The report titled: “India: The next chemicals manufacturing hub” states that India is expected to account for more than 20 percent of incremental global consumption of chemicals over the next two decades. Domestic demand is expected to rise from $170 billion to $180 billion in 2021 to $850 billion to $1,000 billion by 2040.

It further says that the growing demand for biofriendly products globally could benefit India, as it is among the leading producers of many chemicals that are used in such products. It adds that firms are seeking to make their supply chains more resilient.

On the widening trade deficit, the report says that India’s chemical industry current trade deficit, at $9 billion to $10 billion, is expected to balloon to $40 billion to $42 billion by 2040. While exports are projected to grow at a CAGR of 9.5–10% to US$140 – US$145 billion by 2040, imports are likely to grow at a CAGR of 9–9.5% to $180 -$185 billion.

Out of the three main segments of the sector—inorganic, petrochemicals (petchem), and specialty—only specialty is expected to be a net exporter. By 2040, its net exports are expected to rise by around ten times, from about $2 billion in 2021 to $21 billion. Due to limited cracker infrastructure and scarcity of key feedstock and minerals, both petchem and inorganic segments will have a trade deficit. At $41 billion, petchem’s deficit will be almost twice as large as inorganic’s $21 billion.

Imports in petchem would likely be fragmented across products, with the two largest imported products, PVC and Polypropylene accounting for just 13 and 8% of imports, respectively. Exports in the segment, meanwhile, will be driven by the C8 (Paraxylene) and C6 (Benzene) building blocks and bulk polymers PP, LLDPE and HDPE. In the Inorganic segment, imports will be driven by phosphorus, potassium and titanium (together accounting for 70% of total imports) and exports by carbon black, sodium and titanium (together accounting for 65% of total exports).

According to the report, the specialty segment, with a net trade surplus, is the strongest pillar of India’s chemicals sector.

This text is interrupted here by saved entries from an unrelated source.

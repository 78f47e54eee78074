//! Running a container on its own OS thread.
//!
//! The thread is named after the container and sized to its stack
//! requirement. When a handler asks for a bigger stack the thread hands
//! the container to a freshly spawned one and exits; the continuation
//! runs there before the loop resumes.

use std::io;
use std::sync::Arc;
use std::sync::atomic::{AtomicUsize, Ordering};
use std::thread;
use std::time::Duration;

use crossbeam_channel::{Receiver, RecvTimeoutError, Sender};
use parking_lot::Mutex;

use super::{CmdAck, Command, Container, Envelope};
use crate::error::{CntrError, CntrResult};
use crate::event_loop::LoopExit;
use crate::transport::QueueSender;

type Slot = Arc<Mutex<Option<Container>>>;

/// Handle to a container running on its own thread.
#[derive(Debug)]
pub struct ContainerThread {
    commands: QueueSender<Envelope>,
    done: Receiver<Container>,
    relaunches: Arc<AtomicUsize>,
    name: String,
}

impl ContainerThread {
    /// Moves `container` onto a new thread and starts its loop.
    pub fn spawn(container: Container) -> CntrResult<Self> {
        let commands = container.command_sender();
        let name = container.name().to_owned();
        let (exit, done) = crossbeam_channel::bounded(1);
        let relaunches = Arc::new(AtomicUsize::new(0));

        let slot: Slot = Arc::new(Mutex::new(Some(container)));
        launch(&slot, exit, Arc::clone(&relaunches))
            .map_err(|err| CntrError::failed(format!("spawning {name}: {err}")))?;
        tracing::info!(%name, "container thread started");

        Ok(Self {
            commands,
            done,
            relaunches,
            name,
        })
    }

    /// Command queue of the container.
    pub fn commands(&self) -> QueueSender<Envelope> {
        self.commands.clone()
    }

    /// Container name.
    pub fn name(&self) -> &str {
        &self.name
    }

    /// Sends a command; the acknowledgment arrives on the returned receiver.
    pub fn send(&self, command: Command) -> CntrResult<Receiver<CmdAck>> {
        let (env, rx) = Envelope::with_reply(command);
        self.commands.push(env)?;
        Ok(rx)
    }

    /// Sends a command and waits for its acknowledgment.
    pub fn call(&self, command: Command, timeout: Duration) -> CntrResult<CmdAck> {
        let rx = self.send(command)?;
        rx.recv_timeout(timeout).map_err(|err| match err {
            RecvTimeoutError::Timeout => CntrError::not_ready(format!("{} did not answer", self.name)),
            RecvTimeoutError::Disconnected => {
                CntrError::failed(format!("{} dropped the command", self.name))
            }
        })
    }

    /// Threads replaced so far because of stack growth.
    pub fn relaunch_count(&self) -> usize {
        self.relaunches.load(Ordering::Acquire)
    }

    /// Waits until the loop terminates and returns the container.
    pub fn join(self) -> CntrResult<Container> {
        self.done
            .recv()
            .map_err(|_| CntrError::failed(format!("{} exited without handing back", self.name)))
    }

    /// Like [`ContainerThread::join`], giving up after `timeout`.
    pub fn join_timeout(self, timeout: Duration) -> CntrResult<Container> {
        self.done.recv_timeout(timeout).map_err(|err| match err {
            RecvTimeoutError::Timeout => CntrError::not_ready(format!("{} still running", self.name)),
            RecvTimeoutError::Disconnected => {
                CntrError::failed(format!("{} exited without handing back", self.name))
            }
        })
    }

    /// Destroys the container and waits for its thread to finish.
    pub fn destroy(self, timeout: Duration) -> CntrResult<Container> {
        let ack = self.call(Command::Destroy, timeout)?;
        ack.result?;
        self.join_timeout(timeout)
    }
}

impl Container {
    /// Stack the next thread needs, including a parked continuation.
    fn launch_stack_bytes(&self) -> usize {
        self.handle_rest
            .as_ref()
            .map_or(self.stack_bytes, |r| r.stack_bytes.max(self.stack_bytes))
    }
}

/// Spawns a thread that takes the container out of `slot`.
///
/// If spawning fails the container stays in `slot`.
fn launch(slot: &Slot, exit: Sender<Container>, relaunches: Arc<AtomicUsize>) -> io::Result<()> {
    let (name, stack) = match slot.lock().as_ref() {
        Some(c) => (c.name().to_owned(), c.launch_stack_bytes()),
        None => return Err(io::Error::other("container already launched")),
    };
    let taken = Arc::clone(slot);
    thread::Builder::new()
        .name(name)
        .stack_size(stack)
        .spawn(move || {
            let Some(container) = taken.lock().take() else {
                return;
            };
            thread_main(container, exit, relaunches);
        })?;
    Ok(())
}

fn thread_main(mut container: Container, exit: Sender<Container>, relaunches: Arc<AtomicUsize>) {
    loop {
        match container.run() {
            LoopExit::Terminated => {
                tracing::info!(name = container.name(), "container thread exiting");
                if exit.send(container).is_err() {
                    tracing::debug!("container handle dropped before exit");
                }
                return;
            }
            LoopExit::Relaunch => {
                relaunches.fetch_add(1, Ordering::AcqRel);
                let stack = container.launch_stack_bytes();
                tracing::info!(name = container.name(), stack, "relaunching container thread");
                let slot: Slot = Arc::new(Mutex::new(Some(container)));
                match launch(&slot, exit.clone(), Arc::clone(&relaunches)) {
                    Ok(()) => return,
                    Err(err) => {
                        tracing::error!(error = %err, stack, "relaunch failed, staying on this thread");
                        let Some(c) = slot.lock().take() else {
                            return;
                        };
                        container = c;
                    }
                }
            }
        }
    }
}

In all, 16 specialty chemicals subsegments perform well on both cost competitiveness and market attractiveness. Two of these subsegments are the following:

Agrochemicals. Agrochemicals in India is currently a $5.5 billion market, growing at a CAGR of 8.3 percent. By 2040, it is expected to account for almost 40 percent of India’s overall chemicals exports.

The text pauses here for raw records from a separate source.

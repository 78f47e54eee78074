//! Graph model consumed by the container.
//!
//! The container owns one [`Graph`]: subgraphs with their lifecycle state,
//! module instances behind the [`Module`] capability trait, their ports,
//! and the internal links between them. The sorted module list and the
//! real-time/media-format propagation passes live in `sort`.

mod model;
mod module;
mod sort;

pub use model::{Graph, InPort, ModuleFlags, ModuleNode, ModuleSpec, OutPort, Subgraph};
pub use module::{
    BasicModule, EventTracking, Module, ModuleResources, PortDirection, PortOp,
};
pub use sort::RtChanges;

Food and feed ingredient chemicals. Constituting flavors and fragrances, food and feed additives, and nutraceuticals, this subsegment is a $3 billion market in India, growing at a CAGR of 7 to 9 percent.

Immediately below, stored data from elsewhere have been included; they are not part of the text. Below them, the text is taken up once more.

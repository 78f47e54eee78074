//! Several containers wired together.

use std::path::Path;

use serde::{Deserialize, Serialize};

use crate::container::ContainerConfig;
use crate::error::ConfigError;
use crate::graph::PortRef;

/// A cross-container link from an external output to an external input.
#[derive(Debug, Clone, Copy, Serialize, Deserialize, PartialEq, Eq)]
pub struct ConnectionConfig {
    /// Upstream external output.
    pub from: PortRef,
    /// Downstream external input.
    pub to: PortRef,
}

/// A delay path to persist and report.
#[derive(Debug, Clone, Serialize, Deserialize, PartialEq, Eq)]
pub struct PathConfig {
    /// Path id; 0 is reserved.
    pub id: u32,
    /// Vertices in path order, possibly across containers.
    pub vertices: Vec<PortRef>,
}

/// A whole system.
///
/// ```toml
/// name = "playback"
///
/// [[containers]]
/// name = "decoder"
/// instance = 0x4000
///
/// [[connections]]
/// from = { module = 0x10, port = 1 }
/// to = { module = 0x20, port = 0 }
/// ```
#[derive(Debug, Clone, Default, Serialize, Deserialize, PartialEq, Eq)]
pub struct SystemConfig {
    /// System name.
    #[serde(default)]
    pub name: String,
    /// Containers.
    #[serde(default)]
    pub containers: Vec<ContainerConfig>,
    /// Cross-container links.
    #[serde(default)]
    pub connections: Vec<ConnectionConfig>,
    /// Delay paths.
    #[serde(default)]
    pub paths: Vec<PathConfig>,
}

impl SystemConfig {
    /// Load a system configuration from a TOML file.
    pub fn load(path: impl AsRef<Path>) -> Result<Self, ConfigError> {
        let path = path.as_ref();
        let content =
            std::fs::read_to_string(path).map_err(|e| ConfigError::read_file(path, e))?;
        let config = Self::from_toml(&content)?;
        tracing::debug!(
            path = %path.display(),
            containers = config.containers.len(),
            connections = config.connections.len(),
            "system config loaded"
        );
        Ok(config)
    }

    /// Load a system configuration from a TOML string.
    pub fn from_toml(toml_str: &str) -> Result<Self, ConfigError> {
        Ok(toml::from_str(toml_str)?)
    }

    /// Save to a TOML file, creating parent directories.
    pub fn save(&self, path: impl AsRef<Path>) -> Result<(), ConfigError> {
        crate::write_toml(path.as_ref(), &self.to_toml()?)
    }

    /// Convert to a TOML string.
    pub fn to_toml(&self) -> Result<String, ConfigError> {
        Ok(toml::to_string_pretty(self)?)
    }

    /// Finds a container by name.
    pub fn container(&self, name: &str) -> Result<&ContainerConfig, ConfigError> {
        self.containers
            .iter()
            .find(|c| c.name == name)
            .ok_or_else(|| ConfigError::ContainerNotFound(name.to_string()))
    }

    /// Index of the container that owns `module`.
    pub fn owner_of(&self, module: u32) -> Option<usize> {
        self.containers
            .iter()
            .position(|c| c.graph.module(module).is_some())
    }

    /// Container indices ordered downstream first.
    ///
    /// Connecting in this order lets every downstream report its buffering
    /// needs before its upstream negotiates. Cycles fall back to
    /// declaration order for the remaining containers.
    pub fn downstream_first(&self) -> Vec<usize> {
        let n = self.containers.len();
        let edges: Vec<(usize, usize)> = self
            .connections
            .iter()
            .filter_map(|c| Some((self.owner_of(c.from.module)?, self.owner_of(c.to.module)?)))
            .filter(|(a, b)| a != b)
            .collect();

        let mut order = Vec::with_capacity(n);
        let mut placed = vec![false; n];
        while order.len() < n {
            // a container is ready once all its downstreams are placed
            let next = (0..n).find(|&i| {
                !placed[i] && edges.iter().all(|&(from, to)| from != i || placed[to])
            });
            let Some(i) = next.or_else(|| (0..n).find(|&i| !placed[i])) else {
                break;
            };
            placed[i] = true;
            order.push(i);
        }
        order
    }

    /// External outputs that feed no other container.
    pub fn terminal_outputs(&self) -> Vec<PortRef> {
        self.containers
            .iter()
            .flat_map(|c| c.graph.external_outputs.iter().copied())
            .filter(|p| !self.connections.iter().any(|c| c.from == *p))
            .collect()
    }

    /// External inputs no other container feeds.
    pub fn entry_inputs(&self) -> Vec<PortRef> {
        self.containers
            .iter()
            .flat_map(|c| c.graph.external_inputs.iter().map(|e| e.port))
            .filter(|p| !self.connections.iter().any(|c| c.to == *p))
            .collect()
    }
}

#[cfg(test)]
mod tests {
    use super::*;
    use crate::graph::{GraphConfig, ModuleConfig};

    fn passthrough(name: &str, instance: u32, module: u32) -> ContainerConfig {
        ContainerConfig::new(name, instance).with_graph(GraphConfig {
            modules: vec![ModuleConfig::new(module, 1).with_ports(&[0], &[1])],
            external_inputs: vec![crate::graph::ExternalInputConfig {
                port: PortRef::new(module, 0),
                media: None,
            }],
            external_outputs: vec![PortRef::new(module, 1)],
            ..GraphConfig::default()
        })
    }

    fn chain() -> SystemConfig {
        SystemConfig {
            name: "chain".into(),
            containers: vec![
                passthrough("a", 0x4000, 0x10),
                passthrough("b", 0x4100, 0x20),
                passthrough("c", 0x4200, 0x30),
            ],
            connections: vec![
                ConnectionConfig {
                    from: PortRef::new(0x10, 1),
                    to: PortRef::new(0x20, 0),
                },
                ConnectionConfig {
                    from: PortRef::new(0x20, 1),
                    to: PortRef::new(0x30, 0),
                },
            ],
            paths: Vec::new(),
        }
    }

    #[test]
    fn downstream_containers_come_first() {
        assert_eq!(chain().downstream_first(), vec![2, 1, 0]);
    }

    #[test]
    fn cycles_still_order_everything() {
        let mut sys = chain();
        sys.connections.push(ConnectionConfig {
            from: PortRef::new(0x30, 1),
            to: PortRef::new(0x10, 0),
        });
        let mut order = sys.downstream_first();
        order.sort_unstable();
        assert_eq!(order, vec![0, 1, 2]);
    }

    #[test]
    fn entry_and_terminal_ports() {
        let sys = chain();
        assert_eq!(sys.entry_inputs(), vec![PortRef::new(0x10, 0)]);
        assert_eq!(sys.terminal_outputs(), vec![PortRef::new(0x30, 1)]);
        assert_eq!(sys.owner_of(0x20), Some(1));
        assert_eq!(sys.owner_of(0x99), None);
    }

    #[test]
    fn container_lookup_by_name() {
        let sys = chain();
        assert_eq!(sys.container("b").unwrap().instance, 0x4100);
        assert!(matches!(
            sys.container("zz"),
            Err(ConfigError::ContainerNotFound(_))
        ));
    }
}
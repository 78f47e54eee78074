//! Island (duty-cycle) handshake with an external duty-cycling manager.

use std::sync::Arc;

use parking_lot::Mutex;

use crate::error::CntrResult;

/// Acknowledgment a container gives to an island request.
#[derive(Clone, Copy, Debug, PartialEq, Eq, Hash)]
pub enum IslandAck {
    /// Island entry is fine.
    EntryAllowed,
    /// Island exit is done.
    ExitAllowed,
    /// Entry refused: gapless playback in progress.
    EntryBlockedGapless,
}

/// Requests a duty-cycling manager sends to a container.
#[derive(Clone, Copy, Debug, PartialEq, Eq, Hash)]
pub enum DcmRequest {
    /// Enter island.
    IslandEntry,
    /// Leave island.
    IslandExit,
    /// Island entry was blocked; it may be attempted again.
    UnblockIslandEntry,
}

/// External duty-cycling manager.
pub trait DutyCycleManager: Send {
    /// Registers a client.
    fn register(&mut self, client: &str, log_id: u32) -> CntrResult<()>;
    /// Deregisters the client.
    fn deregister(&mut self, client: &str) -> CntrResult<()>;
    /// Sends an acknowledgment.
    fn acknowledge(&mut self, client: &str, ack: IslandAck) -> CntrResult<()>;
}

/// One call observed by a [`RecordingDutyCycleManager`].
#[derive(Clone, Debug, PartialEq, Eq)]
pub enum DcmCall {
    /// `register`.
    Register(String, u32),
    /// `deregister`.
    Deregister(String),
    /// `acknowledge`.
    Acknowledge(String, IslandAck),
}

/// Duty-cycling manager that records every call; clones share the log.
#[derive(Debug, Default, Clone)]
pub struct RecordingDutyCycleManager {
    calls: Arc<Mutex<Vec<DcmCall>>>,
}

impl RecordingDutyCycleManager {
    /// Creates an empty recorder.
    pub fn new() -> Self {
        Self::default()
    }

    /// Snapshot of the calls so far.
    pub fn calls(&self) -> Vec<DcmCall> {
        self.calls.lock().clone()
    }

    /// Acknowledgments sent so far.
    pub fn acks(&self) -> Vec<IslandAck> {
        self.calls
            .lock()
            .iter()
            .filter_map(|c| match c {
                DcmCall::Acknowledge(_, ack) => Some(*ack),
                _ => None,
            })
            .collect()
    }
}

impl DutyCycleManager for RecordingDutyCycleManager {
    fn register(&mut self, client: &str, log_id: u32) -> CntrResult<()> {
        self.calls
            .lock()
            .push(DcmCall::Register(client.to_owned(), log_id));
        Ok(())
    }

    fn deregister(&mut self, client: &str) -> CntrResult<()> {
        self.calls.lock().push(DcmCall::Deregister(client.to_owned()));
        Ok(())
    }

    fn acknowledge(&mut self, client: &str, ack: IslandAck) -> CntrResult<()> {
        self.calls
            .lock()
            .push(DcmCall::Acknowledge(client.to_owned(), ack));
        Ok(())
    }
}

/// Container-side duty-cycle state.
#[derive(Default)]
pub struct DutyCycleState {
    manager: Option<Box<dyn DutyCycleManager>>,
    registered: bool,
    /// Island entry is vetoed, by a module or by the container's heap.
    pub module_disallows: bool,
}

impl core::fmt::Debug for DutyCycleState {
    fn fmt(&self, f: &mut core::fmt::Formatter<'_>) -> core::fmt::Result {
        f.debug_struct("DutyCycleState")
            .field("has_manager", &self.manager.is_some())
            .field("registered", &self.registered)
            .field("module_disallows", &self.module_disallows)
            .finish()
    }
}

impl DutyCycleState {
    /// State bound to an optional manager.
    pub fn new(manager: Option<Box<dyn DutyCycleManager>>) -> Self {
        Self {
            manager,
            registered: false,
            module_disallows: false,
        }
    }

    /// Returns `true` once registered.
    pub fn is_registered(&self) -> bool {
        self.registered
    }

    /// Registers once; no-op without a manager.
    pub fn register(&mut self, client: &str, log_id: u32) -> CntrResult<()> {
        if self.registered {
            return Ok(());
        }
        if let Some(m) = self.manager.as_mut() {
            m.register(client, log_id)?;
            self.registered = true;
            tracing::debug!(client, "dcm registered");
        }
        Ok(())
    }

    /// Deregisters if registered.
    pub fn deregister(&mut self, client: &str) -> CntrResult<()> {
        if !self.registered {
            return Ok(());
        }
        if let Some(m) = self.manager.as_mut() {
            m.deregister(client)?;
        }
        self.registered = false;
        Ok(())
    }

    /// Answers an island-entry request.
    ///
    /// While a module disallows duty cycling the answer is
    /// [`IslandAck::EntryBlockedGapless`] and no acknowledgment command is
    /// sent to the manager.
    pub fn handle_entry(&mut self, client: &str) -> CntrResult<IslandAck> {
        if self.module_disallows {
            tracing::debug!(client, "island entry blocked by module");
            return Ok(IslandAck::EntryBlockedGapless);
        }
        self.acknowledge(client, IslandAck::EntryAllowed)?;
        Ok(IslandAck::EntryAllowed)
    }

    /// Answers an island-exit request.
    pub fn handle_exit(&mut self, client: &str) -> CntrResult<IslandAck> {
        self.acknowledge(client, IslandAck::ExitAllowed)?;
        Ok(IslandAck::ExitAllowed)
    }

    fn acknowledge(&mut self, client: &str, ack: IslandAck) -> CntrResult<()> {
        match self.manager.as_mut() {
            Some(m) if self.registered => m.acknowledge(client, ack),
            _ => Ok(()),
        }
    }
}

It is predicted that the demand for the speciality chemical segment is expected to grow at a pace of over 15% CAGR. Specialty and petrochemicals segment to contribute US $490-560 billion to the Indian chemicals market by 2040 i.e. around 57.6-56 percent.

On benchmarking India’s manufacturing competitiveness in chemicals, the report says while it is clear that the Indian chemicals sector is geared for robust growth, its manufacturing competitiveness is less clear. Benchmarking the sector against six global chemicals clusters—China, Germany, Indonesia, Saudi Arabia, South Korea, and Vietnam—across 24 variables shows that though India is more or equally competitive on most counts, other countries have a competitive edge over India in a few crucial respects.

The growing demand for bio-friendly products globally could benefit India, as it is among the leading producers of many chemicals that are used in such products. India has the potential to become the consumption and manufacturing engine of the global chemical industry however numerous challenges still persist including limited feedstock availability, delayed regulatory approvals, and scarcity of skilled R&D talent.     

The future of the Indian Chemicals sector looks promising, and the country could become the driving force of the demand and supply of the world chemical market if the Indian Chemical companies focus on right types of business, the right mode of entry, the global footprint from the go-to-market and asset perspective, leveraging the existing supply chain, if possible, among others.